**Task item:** Show every line of the data where the word "self" can be found.

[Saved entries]
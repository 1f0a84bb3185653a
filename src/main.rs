//! formecho — development server that echoes form submissions.
//!
//! # Usage
//!
//! ```text
//! formecho --root public --base ./
//! formecho --config formecho.toml --mode preview
//! RUST_LOG=debug formecho
//! ```
//!
//! Command-line flags override the config file.

use std::path::PathBuf;

use anyhow::Context;
use clap::Parser;
use formecho::Config;
use formecho::middleware::FormEchoMode;
use formecho::render::RenderFormat;
use tracing::info;

#[derive(Parser)]
#[command(name = "formecho", about = "Log and echo multipart form submissions")]
struct Cli {
    /// TOML config file.
    #[arg(long, short)]
    config: Option<PathBuf>,

    /// Address to listen on (host:port).
    #[arg(long)]
    addr: Option<String>,

    /// Directory served for non-POST requests.
    #[arg(long)]
    root: Option<PathBuf>,

    /// Public base path the site is mounted under.
    #[arg(long)]
    base: Option<String>,

    /// `dev` decodes and echoes POSTs; `preview` only logs them.
    #[arg(long, value_enum)]
    mode: Option<FormEchoMode>,

    /// Rendering of decoded forms.
    #[arg(long, value_enum)]
    format: Option<RenderFormat>,

    /// Nesting depth shown before eliding.
    #[arg(long)]
    depth: Option<usize>,
}

impl Cli {
    fn apply(self, config: &mut Config) {
        if let Some(addr) = self.addr {
            config.server.addr = addr;
        }
        if let Some(root) = self.root {
            config.root = root;
        }
        if let Some(base) = self.base {
            config.base = base;
        }
        if let Some(mode) = self.mode {
            config.form_echo.mode = mode;
        }
        if let Some(format) = self.format {
            config.form_echo.format = format;
        }
        if let Some(depth) = self.depth {
            config.form_echo.depth = depth;
        }
    }
}

#[tokio::main]
async fn main() -> anyhow::Result<()> {
    tracing_subscriber::fmt()
        .with_env_filter(
            tracing_subscriber::EnvFilter::try_from_default_env()
                .unwrap_or_else(|_| tracing_subscriber::EnvFilter::new("info,formecho=debug")),
        )
        .init();

    let cli = Cli::parse();

    let mut config = match &cli.config {
        Some(path) => Config::from_file(path)
            .with_context(|| format!("loading {}", path.display()))?,
        None => Config::default(),
    };
    cli.apply(&mut config);

    info!(
        root = %config.root.display(),
        base = %config.base,
        mode = ?config.form_echo.mode,
        format = ?config.form_echo.format,
        "starting"
    );

    let server = formecho::Server::bind(&config.server.addr)
        .await
        .with_context(|| format!("binding {}", config.server.addr))?;
    server.serve(config.router()).await?;
    Ok(())
}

**Solution for this exercise:**
    fn apply(self, config: &mut Config) {
        if let Some(addr) = self.addr {
        if let Some(root) = self.root {
        if let Some(base) = self.base {
        if let Some(mode) = self.mode {
        if let Some(format) = self.format {
        if let Some(depth) = self.depth {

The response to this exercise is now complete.